Talk is cheap. Always go by actions.

Posted
Went on a couple of dates a while back. Bad timing as she was still living with her ex. So backed off but we still talked/texted regularly. All signs say she is really into me.

 

Called me a few days ago to tell me she just moved out of her ex's place, so I wanted to start persuing her again. Basically I am the kick in the arse she needed to move out of her comfort zone and on with her life.

 

I've known her for almost 2 years, went on the last of those dates 2 months ago. Told me in between then and now she thinks she loves me. She mentioned she wanted to come down and see me at work so thought i might just pop past her work and surprise her..

 

Does not have to be anything major (dont even have to bring a gift), just want to surprise her. I normally just send the odd random text to cheer her up when she is at work

 

Based on this, I'd have to say no, don't do it.

Posted
i.e If she does not want to be picked up she probably has not moved anywhere and could be just stringing me along.

 

hmm good point, I asked her what suburb her new unit was in and she didn't reply...

 

 

I guess another thing I want to mention, that you should also look out for, is why did she break up with him 4 months ago, but just move out? Was there a reason she couldnt leave sooner, and are her parents not local?

 

Every girl Ive known that was done, left immediately. You dont share a dwelling with someone youve lost feelings for, or are not still somewhat involved with (i.e., having sex with).

 

And DONT let that question go. Get an answer.

Posted

Based on further responses, and mindful of Tanbark's advice, I would suggest distant cordiality and pursuing other opportunities. She's consistently, by her actions, been ambivalent regarding your approaches, so approach someone else. :)

Posted

In my opinion, you're going to push her away if you come on too strong right now. You said she moved out of her ex's place only a few days ago, correct? If so, it'll be quite a while before she will necessarily be "ready" to date someone.

 

If you're sure you want to be with her, I think you're going to have to exercise patience right now. I think that you need to just let things evolve naturally rather than try to force it with gifts at this point.

 

Continue hanging out with her, and see where it leads. If after a few weeks it's still going down the good path, then maybe ask her out. I think waiting only a few days after someone moves out of a former relationship, isn't really realistic...have you ever been over someone in 2 days? Esp someone you lived with? Probably not. :-)

Posted
Went on a couple of dates a while back. Bad timing as she was still living with her ex. So backed off but we still talked/texted regularly. All signs say she is really into me.

 

Called me a few days ago to tell me she just moved out of her ex's place, so I wanted to start persuing her again. Basically I am the kick in the arse she needed to move out of her comfort zone and on with her life.

 

I've known her for almost 2 years, went on the last of those dates 2 months ago. Told me in between then and now she thinks she loves me. She mentioned she wanted to come down and see me at work so thought i might just pop past her work and surprise her..
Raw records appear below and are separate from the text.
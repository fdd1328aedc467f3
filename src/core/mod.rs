//! Collection loop, frames and the render/input task

pub mod app;
pub mod collector;
pub mod events;
pub mod frame;
pub mod state;
//! Terminal input, UI ticks and key bindings

use crossterm::event::{KeyCode, KeyEvent, KeyModifiers};
use std::time::Duration;
use tokio::sync::mpsc;

/// Events the render/input task reacts to besides new frames
#[derive(Debug, Clone)]
pub enum Event {
    Key(KeyEvent),
    Resize(u16, u16),
    /// Redraw tick, also expires command line messages.
    Tick,
}

/// Result of handling an event
#[derive(Debug, Clone, Copy, PartialEq, Eq)]
pub enum EventResult {
    Continue,
    Quit,
}

pub struct EventHandler {
    rx: mpsc::UnboundedReceiver<Event>,
}

impl EventHandler {
    pub fn new() -> (Self, mpsc::UnboundedSender<Event>) {
        let (tx, rx) = mpsc::unbounded_channel();
        (Self { rx }, tx)
    }

    /// Start all event source tasks
    pub fn spawn_sources(event_tx: mpsc::UnboundedSender<Event>) {
        tokio::spawn(Self::terminal_events(event_tx.clone()));

        // Fast enough for message expiry; frames trigger their own redraws.
        tokio::spawn(Self::tick_events(event_tx, Duration::from_millis(250)));
    }

    async fn terminal_events(tx: mpsc::UnboundedSender<Event>) {
        use crossterm::event::{self, Event as CrosstermEvent};
        use futures::StreamExt;

        let mut reader = event::EventStream::new();
        while let Some(event_result) = reader.next().await {
            let event = match event_result {
                Ok(CrosstermEvent::Key(key)) => Event::Key(key),
                Ok(CrosstermEvent::Resize(w, h)) => Event::Resize(w, h),
                Ok(_) => continue,
                Err(e) => {
                    tracing::warn!(error = %e, "terminal event stream failed");
                    break;
                }
            };
            if tx.send(event).is_err() {
                break;
            }
        }
    }

    async fn tick_events(tx: mpsc::UnboundedSender<Event>, interval: Duration) {
        let mut ticker = tokio::time::interval(interval);
        loop {
            ticker.tick().await;
            if tx.send(Event::Tick).is_err() {
                break;
            }
        }
    }

    pub async fn next(&mut self) -> Option<Event> {
        self.rx.recv().await
    }
}

/// Key binding helper
pub struct KeyBinding {
    pub key: KeyCode,
    pub modifiers: KeyModifiers,
}

impl KeyBinding {
    pub fn new(key: KeyCode) -> Self {
        Self {
            key,
            modifiers: KeyModifiers::NONE,
        }
    }

    pub fn ctrl(key: KeyCode) -> Self {
        Self {
            key,
            modifiers: KeyModifiers::CONTROL,
        }
    }

    /// Shift is ignored for characters since it is already in the char.
    pub fn matches(&self, event: &KeyEvent) -> bool {
        let modifiers = match event.code {
            KeyCode::Char(_) => event.modifiers - KeyModifiers::SHIFT,
            _ => event.modifiers,
        };
        event.code == self.key && modifiers == self.modifiers
    }
}

/// What a key asks the dashboard to do
#[derive(Debug, Clone, Copy, PartialEq, Eq)]
pub enum Command {
    Quit,
    ShowView(&'static str),
    CycleStatements,
    CycleProgress,
    OrderLeft,
    OrderRight,
    FlipOrder,
    StartFilter,
    ToggleExtra,
    ToggleDisks,
    Help,
}

/// Views reachable by a single key
const VIEW_KEYS: &[(char, &str)] = &[
    ('d', "databases"),
    ('r', "replication"),
    ('t', "tables"),
    ('i', "indexes"),
    ('s', "sizes"),
    ('f', "functions"),
    ('a', "activity"),
];

pub const STATEMENTS_VIEWS: &[&str] = &[
    "statements_timings",
    "statements_general",
    "statements_io",
    "statements_temp",
    "statements_local",
];

pub const PROGRESS_VIEWS: &[&str] = &["progress_vacuum", "progress_cluster", "progress_index"];

/// Standard key bindings
pub struct KeyBindings;

impl KeyBindings {
    pub fn quit() -> KeyBinding {
        KeyBinding::new(KeyCode::Char('q'))
    }

    pub fn quit_alt() -> KeyBinding {
        KeyBinding::ctrl(KeyCode::Char('c'))
    }

    pub fn help() -> KeyBinding {
        KeyBinding::new(KeyCode::Char('?'))
    }

    pub fn escape() -> KeyBinding {
        KeyBinding::new(KeyCode::Esc)
    }

    pub fn enter() -> KeyBinding {
        KeyBinding::new(KeyCode::Enter)
    }

    /// Map a key pressed on the dashboard to a command.
    pub fn command(key: &KeyEvent) -> Option<Command> {
        if Self::quit().matches(key) || Self::quit_alt().matches(key) {
            return Some(Command::Quit);
        }
        if Self::help().matches(key) {
            return Some(Command::Help);
        }
        if !(key.modifiers - KeyModifiers::SHIFT).is_empty() {
            return None;
        }

        match key.code {
            KeyCode::Left => Some(Command::OrderLeft),
            KeyCode::Right => Some(Command::OrderRight),
            KeyCode::Char('x') => Some(Command::CycleStatements),
            KeyCode::Char('p') => Some(Command::CycleProgress),
            KeyCode::Char('o') => Some(Command::FlipOrder),
            KeyCode::Char('/') => Some(Command::StartFilter),
            KeyCode::Char('E') => Some(Command::ToggleExtra),
            KeyCode::Char('B') => Some(Command::ToggleDisks),
            KeyCode::Char(c) => VIEW_KEYS
                .iter()
                .find(|(k, _)| *k == c)
                .map(|&(_, view)| Command::ShowView(view)),
            _ => None,
        }
    }

    /// Key hints for the help overlay.
    pub fn help_entries() -> Vec<(&'static str, &'static str)> {
        vec![
            ("d r t i s f a", "databases, replication, tables, indexes, sizes, functions, activity"),
            ("x", "cycle statements views"),
            ("p", "cycle progress views"),
            ("Left / Right", "change order column"),
            ("o", "flip sort order"),
            ("/", "filter on order column (empty clears)"),
            ("E", "toggle full column widths"),
            ("B", "toggle disk statistics"),
            ("?", "help"),
            ("q / Ctrl-C", "quit"),
        ]
    }
}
Giving gifts is generally a bad idea, unless you're already in an established relationship (and even then, don't do it too often). Don't ever forget that men and women have totally different mentalities. When a man buys a woman a gift, he thinks that he's doing something nice and is showing his affection. However, a woman sees the same gift as a kind of a bribe: she thinks that the guy bought it because he thinks that he needs to buy her stuff to get her to like him. And that automatically lowers the man's value in her eyes. Sounds ridiculous, I know, but that's how it works.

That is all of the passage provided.